* **Work to complete**: Within the entries below, the lines from the one with "filename crates/statfacts_engine/src/engine.rs" through the one with "around custom fetchers." are to be set down exactly, both ends kept.
___
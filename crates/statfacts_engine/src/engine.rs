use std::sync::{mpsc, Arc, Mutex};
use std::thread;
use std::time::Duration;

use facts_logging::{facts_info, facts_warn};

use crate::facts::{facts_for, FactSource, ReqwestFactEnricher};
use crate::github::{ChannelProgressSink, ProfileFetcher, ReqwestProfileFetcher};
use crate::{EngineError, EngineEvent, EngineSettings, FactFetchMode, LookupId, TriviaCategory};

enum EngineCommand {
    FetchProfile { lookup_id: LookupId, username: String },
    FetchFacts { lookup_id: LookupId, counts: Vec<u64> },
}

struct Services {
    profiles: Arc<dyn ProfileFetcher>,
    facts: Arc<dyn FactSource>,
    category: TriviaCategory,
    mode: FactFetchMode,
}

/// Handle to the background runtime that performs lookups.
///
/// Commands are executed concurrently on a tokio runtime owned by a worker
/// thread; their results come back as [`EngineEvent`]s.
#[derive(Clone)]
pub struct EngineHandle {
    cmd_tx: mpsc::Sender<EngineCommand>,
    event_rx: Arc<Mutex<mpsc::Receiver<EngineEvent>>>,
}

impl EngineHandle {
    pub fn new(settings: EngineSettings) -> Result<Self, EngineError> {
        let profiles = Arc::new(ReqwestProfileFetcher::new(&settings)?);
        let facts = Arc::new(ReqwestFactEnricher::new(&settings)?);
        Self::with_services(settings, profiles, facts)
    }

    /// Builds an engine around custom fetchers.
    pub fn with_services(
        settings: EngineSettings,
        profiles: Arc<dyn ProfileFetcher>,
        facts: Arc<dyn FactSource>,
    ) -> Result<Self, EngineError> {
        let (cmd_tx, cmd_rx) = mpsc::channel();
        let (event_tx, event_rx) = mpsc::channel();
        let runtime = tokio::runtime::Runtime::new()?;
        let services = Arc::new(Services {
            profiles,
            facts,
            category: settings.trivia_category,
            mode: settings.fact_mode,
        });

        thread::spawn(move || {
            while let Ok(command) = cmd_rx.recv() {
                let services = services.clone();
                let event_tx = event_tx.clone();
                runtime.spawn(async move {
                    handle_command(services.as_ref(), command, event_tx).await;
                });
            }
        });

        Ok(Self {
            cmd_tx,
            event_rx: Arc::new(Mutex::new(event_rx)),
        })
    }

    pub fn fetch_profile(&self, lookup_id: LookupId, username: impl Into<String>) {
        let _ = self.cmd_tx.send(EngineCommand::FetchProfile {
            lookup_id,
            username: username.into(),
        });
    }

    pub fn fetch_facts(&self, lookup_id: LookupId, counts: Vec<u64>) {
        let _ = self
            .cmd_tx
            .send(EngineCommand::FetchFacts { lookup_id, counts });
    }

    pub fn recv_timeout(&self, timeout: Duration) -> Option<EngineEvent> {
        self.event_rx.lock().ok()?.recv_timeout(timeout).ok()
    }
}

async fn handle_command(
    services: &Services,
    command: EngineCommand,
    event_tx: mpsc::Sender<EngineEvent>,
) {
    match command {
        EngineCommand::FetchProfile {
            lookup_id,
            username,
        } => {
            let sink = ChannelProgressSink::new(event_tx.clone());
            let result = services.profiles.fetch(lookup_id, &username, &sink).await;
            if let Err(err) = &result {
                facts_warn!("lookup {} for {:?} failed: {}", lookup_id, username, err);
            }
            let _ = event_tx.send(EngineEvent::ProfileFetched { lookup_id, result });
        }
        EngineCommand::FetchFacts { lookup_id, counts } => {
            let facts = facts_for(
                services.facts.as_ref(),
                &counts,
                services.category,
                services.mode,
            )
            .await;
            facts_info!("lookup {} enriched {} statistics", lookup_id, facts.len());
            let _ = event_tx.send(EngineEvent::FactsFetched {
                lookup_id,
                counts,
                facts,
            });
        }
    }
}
___
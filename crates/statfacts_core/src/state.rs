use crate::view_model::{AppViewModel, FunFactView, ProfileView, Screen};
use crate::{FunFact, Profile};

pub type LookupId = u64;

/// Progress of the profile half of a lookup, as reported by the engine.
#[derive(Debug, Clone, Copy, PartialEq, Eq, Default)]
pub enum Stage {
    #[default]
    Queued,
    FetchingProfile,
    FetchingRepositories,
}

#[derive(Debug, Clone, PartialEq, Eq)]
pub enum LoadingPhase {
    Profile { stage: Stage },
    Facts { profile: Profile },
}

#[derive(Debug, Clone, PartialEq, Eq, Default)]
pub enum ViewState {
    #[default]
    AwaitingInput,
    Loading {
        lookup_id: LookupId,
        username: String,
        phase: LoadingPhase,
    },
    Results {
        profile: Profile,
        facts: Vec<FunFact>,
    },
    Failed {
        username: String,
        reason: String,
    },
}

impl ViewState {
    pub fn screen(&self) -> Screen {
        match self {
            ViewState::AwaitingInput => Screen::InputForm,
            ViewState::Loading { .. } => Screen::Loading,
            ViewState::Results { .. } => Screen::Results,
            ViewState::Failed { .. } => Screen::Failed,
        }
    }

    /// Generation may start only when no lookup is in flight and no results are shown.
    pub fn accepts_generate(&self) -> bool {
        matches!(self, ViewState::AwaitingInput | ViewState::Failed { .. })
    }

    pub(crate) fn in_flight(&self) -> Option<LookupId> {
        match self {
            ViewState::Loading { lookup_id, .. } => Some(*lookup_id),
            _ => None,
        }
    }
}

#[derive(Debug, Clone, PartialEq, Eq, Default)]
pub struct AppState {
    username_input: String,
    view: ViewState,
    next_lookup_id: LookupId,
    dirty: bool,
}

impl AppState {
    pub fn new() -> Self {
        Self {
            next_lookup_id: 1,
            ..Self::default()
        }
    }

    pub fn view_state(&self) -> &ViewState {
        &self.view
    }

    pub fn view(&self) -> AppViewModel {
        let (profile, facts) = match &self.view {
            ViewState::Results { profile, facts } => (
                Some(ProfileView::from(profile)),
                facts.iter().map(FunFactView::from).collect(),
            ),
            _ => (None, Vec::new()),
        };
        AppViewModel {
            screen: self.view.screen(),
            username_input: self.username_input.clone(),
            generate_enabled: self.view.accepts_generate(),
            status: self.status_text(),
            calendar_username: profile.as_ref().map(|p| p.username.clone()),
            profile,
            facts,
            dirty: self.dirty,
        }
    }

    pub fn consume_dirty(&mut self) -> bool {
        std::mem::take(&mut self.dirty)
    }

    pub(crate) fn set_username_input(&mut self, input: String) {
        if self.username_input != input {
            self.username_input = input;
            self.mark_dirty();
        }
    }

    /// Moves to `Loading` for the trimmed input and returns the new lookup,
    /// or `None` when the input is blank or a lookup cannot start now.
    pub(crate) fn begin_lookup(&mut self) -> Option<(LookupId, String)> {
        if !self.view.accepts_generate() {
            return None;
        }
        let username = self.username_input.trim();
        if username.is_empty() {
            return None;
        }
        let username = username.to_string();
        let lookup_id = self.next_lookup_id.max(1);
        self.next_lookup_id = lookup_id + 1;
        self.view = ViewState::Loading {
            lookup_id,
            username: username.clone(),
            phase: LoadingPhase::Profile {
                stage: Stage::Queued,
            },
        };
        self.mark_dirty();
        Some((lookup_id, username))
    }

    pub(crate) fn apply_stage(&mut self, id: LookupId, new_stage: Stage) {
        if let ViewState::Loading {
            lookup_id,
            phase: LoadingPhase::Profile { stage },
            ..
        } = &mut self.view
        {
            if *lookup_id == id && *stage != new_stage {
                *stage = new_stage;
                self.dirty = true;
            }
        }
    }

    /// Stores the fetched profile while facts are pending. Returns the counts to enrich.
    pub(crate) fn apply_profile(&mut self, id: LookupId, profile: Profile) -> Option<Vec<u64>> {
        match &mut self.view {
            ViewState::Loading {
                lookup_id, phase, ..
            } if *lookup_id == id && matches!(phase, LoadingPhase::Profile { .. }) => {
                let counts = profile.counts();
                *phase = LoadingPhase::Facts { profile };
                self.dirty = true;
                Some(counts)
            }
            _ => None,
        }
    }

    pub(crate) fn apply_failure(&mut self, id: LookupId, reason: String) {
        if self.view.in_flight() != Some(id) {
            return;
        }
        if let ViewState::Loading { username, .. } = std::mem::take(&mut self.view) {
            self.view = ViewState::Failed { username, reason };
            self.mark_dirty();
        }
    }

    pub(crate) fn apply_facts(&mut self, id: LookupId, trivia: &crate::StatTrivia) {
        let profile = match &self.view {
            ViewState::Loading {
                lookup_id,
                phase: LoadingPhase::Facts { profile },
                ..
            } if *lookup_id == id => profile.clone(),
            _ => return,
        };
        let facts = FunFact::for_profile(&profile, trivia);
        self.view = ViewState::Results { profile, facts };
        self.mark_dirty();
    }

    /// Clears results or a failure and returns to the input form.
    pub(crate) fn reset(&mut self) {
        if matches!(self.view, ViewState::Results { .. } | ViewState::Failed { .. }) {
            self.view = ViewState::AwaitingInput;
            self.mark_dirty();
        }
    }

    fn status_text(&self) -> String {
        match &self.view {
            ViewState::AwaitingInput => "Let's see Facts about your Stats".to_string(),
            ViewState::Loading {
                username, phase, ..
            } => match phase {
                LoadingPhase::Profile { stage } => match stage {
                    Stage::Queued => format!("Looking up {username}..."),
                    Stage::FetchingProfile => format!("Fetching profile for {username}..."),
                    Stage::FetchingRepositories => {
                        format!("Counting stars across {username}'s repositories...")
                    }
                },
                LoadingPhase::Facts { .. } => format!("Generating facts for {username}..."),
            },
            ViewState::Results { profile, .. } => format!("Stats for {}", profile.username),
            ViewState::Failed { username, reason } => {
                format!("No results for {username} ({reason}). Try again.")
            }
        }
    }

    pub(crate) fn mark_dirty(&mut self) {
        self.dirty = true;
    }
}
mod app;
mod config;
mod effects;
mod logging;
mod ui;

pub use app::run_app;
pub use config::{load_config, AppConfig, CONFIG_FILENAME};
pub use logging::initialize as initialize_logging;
___
* **Answer area**:
filename crates/statfacts_engine/src/engine.rs
use std::sync::{mpsc, Arc, Mutex};
use std::thread;
use std::time::Duration;

use facts_logging::{facts_info, facts_warn};

use crate::facts::{facts_for, FactSource, ReqwestFactEnricher};
use crate::github::{ChannelProgressSink, ProfileFetcher, ReqwestProfileFetcher};
use crate::{EngineError, EngineEvent, EngineSettings, FactFetchMode, LookupId, TriviaCategory};

enum EngineCommand {
    FetchProfile { lookup_id: LookupId, username: String },
    FetchFacts { lookup_id: LookupId, counts: Vec<u64> },
}

struct Services {
    profiles: Arc<dyn ProfileFetcher>,
    facts: Arc<dyn FactSource>,
    category: TriviaCategory,
    mode: FactFetchMode,
}

/// Handle to the background runtime that performs lookups.
///
/// Commands are executed concurrently on a tokio runtime owned by a worker
/// thread; their results come back as [`EngineEvent`]s.
#[derive(Clone)]
pub struct EngineHandle {
    cmd_tx: mpsc::Sender<EngineCommand>,
    event_rx: Arc<Mutex<mpsc::Receiver<EngineEvent>>>,
}

impl EngineHandle {
    pub fn new(settings: EngineSettings) -> Result<Self, EngineError> {
        let profiles = Arc::new(ReqwestProfileFetcher::new(&settings)?);
        let facts = Arc::new(ReqwestFactEnricher::new(&settings)?);
        Self::with_services(settings, profiles, facts)
    }

    /// Builds an engine around custom fetchers.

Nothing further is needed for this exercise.